=== ENTRIES PROVIDED ===
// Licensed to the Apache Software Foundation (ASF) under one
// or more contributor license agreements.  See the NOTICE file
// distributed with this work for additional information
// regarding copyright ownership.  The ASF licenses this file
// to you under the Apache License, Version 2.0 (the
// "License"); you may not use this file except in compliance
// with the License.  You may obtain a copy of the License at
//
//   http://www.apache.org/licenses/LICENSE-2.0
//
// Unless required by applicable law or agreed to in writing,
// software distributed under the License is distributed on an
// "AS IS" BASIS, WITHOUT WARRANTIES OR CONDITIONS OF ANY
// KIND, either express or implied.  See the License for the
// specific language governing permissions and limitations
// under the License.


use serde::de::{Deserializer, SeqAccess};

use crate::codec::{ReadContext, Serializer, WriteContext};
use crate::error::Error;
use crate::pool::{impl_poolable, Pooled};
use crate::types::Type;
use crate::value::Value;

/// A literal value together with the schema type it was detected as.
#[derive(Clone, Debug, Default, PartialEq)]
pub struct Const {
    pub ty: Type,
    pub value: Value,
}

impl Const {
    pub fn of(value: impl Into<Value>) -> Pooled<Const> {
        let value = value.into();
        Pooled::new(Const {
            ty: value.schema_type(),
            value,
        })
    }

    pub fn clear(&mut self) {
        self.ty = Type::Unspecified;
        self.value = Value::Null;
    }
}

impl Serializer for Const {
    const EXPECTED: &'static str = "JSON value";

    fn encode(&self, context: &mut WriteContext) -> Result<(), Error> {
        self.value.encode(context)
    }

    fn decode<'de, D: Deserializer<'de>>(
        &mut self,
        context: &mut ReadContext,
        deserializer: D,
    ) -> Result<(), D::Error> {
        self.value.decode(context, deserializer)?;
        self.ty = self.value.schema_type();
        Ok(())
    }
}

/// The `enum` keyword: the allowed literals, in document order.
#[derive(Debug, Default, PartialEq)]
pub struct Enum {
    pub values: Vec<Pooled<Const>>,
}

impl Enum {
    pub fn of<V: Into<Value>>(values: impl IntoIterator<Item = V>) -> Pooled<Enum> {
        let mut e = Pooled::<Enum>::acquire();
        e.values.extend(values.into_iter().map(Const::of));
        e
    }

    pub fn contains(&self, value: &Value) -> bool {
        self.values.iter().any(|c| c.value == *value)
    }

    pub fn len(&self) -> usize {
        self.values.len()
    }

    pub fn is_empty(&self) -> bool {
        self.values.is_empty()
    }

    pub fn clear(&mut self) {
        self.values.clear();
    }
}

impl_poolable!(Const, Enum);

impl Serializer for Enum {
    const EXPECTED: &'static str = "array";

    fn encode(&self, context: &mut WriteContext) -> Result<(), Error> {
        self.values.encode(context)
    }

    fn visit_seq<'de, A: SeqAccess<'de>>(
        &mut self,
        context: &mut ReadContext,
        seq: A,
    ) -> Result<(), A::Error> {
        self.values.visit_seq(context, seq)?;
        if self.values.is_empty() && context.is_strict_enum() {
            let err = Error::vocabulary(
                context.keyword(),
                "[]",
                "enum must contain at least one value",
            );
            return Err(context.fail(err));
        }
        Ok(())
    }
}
===
# WHAT YOU HAVE TO DO
Each line of the records must be reproduced exactly.

# RESPONSE AREA
// Licensed to the Apache Software Foundation (ASF) under one
// or more contributor license agreements.  See the NOTICE file
// distributed with this work for additional information
// regarding copyright ownership.  The ASF licenses this file
// to you under the Apache License, Version 2.0 (the
// "License"); you may not use this file except in compliance
// with the License.  You may obtain a copy of the License at
//
//   http://www.apache.org/licenses/LICENSE-2.0
//
// Unless required by applicable law or agreed to in writing,
// software distributed under the License is distributed on an
// "AS IS" BASIS, WITHOUT WARRANTIES OR CONDITIONS OF ANY
// KIND, either express or implied.  See the License for the
// specific language governing permissions and limitations
// under the License.


use serde::de::{Deserializer, SeqAccess};

use crate::codec::{ReadContext, Serializer, WriteContext};
use crate::error::Error;
use crate::pool::{impl_poolable, Pooled};
use crate::types::Type;
use crate::value::Value;

/// A literal value together with the schema type it was detected as.
#[derive(Clone, Debug, Default, PartialEq)]
pub struct Const {
    pub ty: Type,
    pub value: Value,
}

impl Const {
    pub fn of(value: impl Into<Value>) -> Pooled<Const> {
        let value = value.into();
        Pooled::new(Const {
            ty: value.schema_type(),
            value,
        })
    }

    pub fn clear(&mut self) {
        self.ty = Type::Unspecified;
        self.value = Value::Null;
    }
}

impl Serializer for Const {
    const EXPECTED: &'static str = "JSON value";

    fn encode(&self, context: &mut WriteContext) -> Result<(), Error> {
        self.value.encode(context)
    }

    fn decode<'de, D: Deserializer<'de>>(
        &mut self,
        context: &mut ReadContext,
        deserializer: D,
    ) -> Result<(), D::Error> {
        self.value.decode(context, deserializer)?;
        self.ty = self.value.schema_type();
        Ok(())
    }
}

/// The `enum` keyword: the allowed literals, in document order.
#[derive(Debug, Default, PartialEq)]
pub struct Enum {
    pub values: Vec<Pooled<Const>>,
}

impl Enum {
    pub fn of<V: Into<Value>>(values: impl IntoIterator<Item = V>) -> Pooled<Enum> {
        let mut e = Pooled::<Enum>::acquire();
        e.values.extend(values.into_iter().map(Const::of));
        e
    }

    pub fn contains(&self, value: &Value) -> bool {
        self.values.iter().any(|c| c.value == *value)
    }

    pub fn len(&self) -> usize {
        self.values.len()
    }

    pub fn is_empty(&self) -> bool {
        self.values.is_empty()
    }

    pub fn clear(&mut self) {
        self.values.clear();
    }
}

impl_poolable!(Const, Enum);

impl Serializer for Enum {
    const EXPECTED: &'static str = "array";

    fn encode(&self, context: &mut WriteContext) -> Result<(), Error> {
        self.values.encode(context)
    }

    fn visit_seq<'de, A: SeqAccess<'de>>(
        &mut self,
        context: &mut ReadContext,
        seq: A,
    ) -> Result<(), A::Error> {
        self.values.visit_seq(context, seq)?;
        if self.values.is_empty() && context.is_strict_enum() {
            let err = Error::vocabulary(
                context.keyword(),
                "[]",
                "enum must contain at least one value",
            );
            return Err(context.fail(err));
        }
        Ok(())
    }
}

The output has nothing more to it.